Copy the data word for word, keeping every line.

| DATA EXTRACT |
◆ ◆ ◆
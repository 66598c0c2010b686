use company_registry_api::Application;
use company_registry_infra::RegistryContext;
use company_registry_sdk::RegistrySDK;

// Launch the application as a background task
pub async fn spawn_app() -> (RegistrySDK, String) {
    spawn_app_with_context(RegistryContext::create_inmemory()).await
}

pub async fn spawn_app_with_context(mut ctx: RegistryContext) -> (RegistrySDK, String) {
    ctx.config.port = 0; // Random port

    let application = Application::new(ctx)
        .await
        .expect("Failed to build application.");

    let address = format!("http://localhost:{}", application.port());
    let _ = actix_web::rt::spawn(async move {
        application
            .start()
            .await
            .expect("Expected application to start");
    });

    let sdk = RegistrySDK::new(address.clone());
    (sdk, address)
}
◆ ◆ ◆
| FINISHED EXERCISE |
repository 66598c0c2010b686
use company_registry_api::Application;
use company_registry_infra::RegistryContext;
use company_registry_sdk::RegistrySDK;

// Launch the application as a background task
pub async fn spawn_app() -> (RegistrySDK, String) {
    spawn_app_with_context(RegistryContext::create_inmemory()).await
}

pub async fn spawn_app_with_context(mut ctx: RegistryContext) -> (RegistrySDK, String) {
    ctx.config.port = 0; // Random port

    let application = Application::new(ctx)
        .await
        .expect("Failed to build application.");

    let address = format!("http://localhost:{}", application.port());
    let _ = actix_web::rt::spawn(async move {
        application
            .start()
            .await
            .expect("Expected application to start");
    });

    let sdk = RegistrySDK::new(address.clone());
    (sdk, address)
}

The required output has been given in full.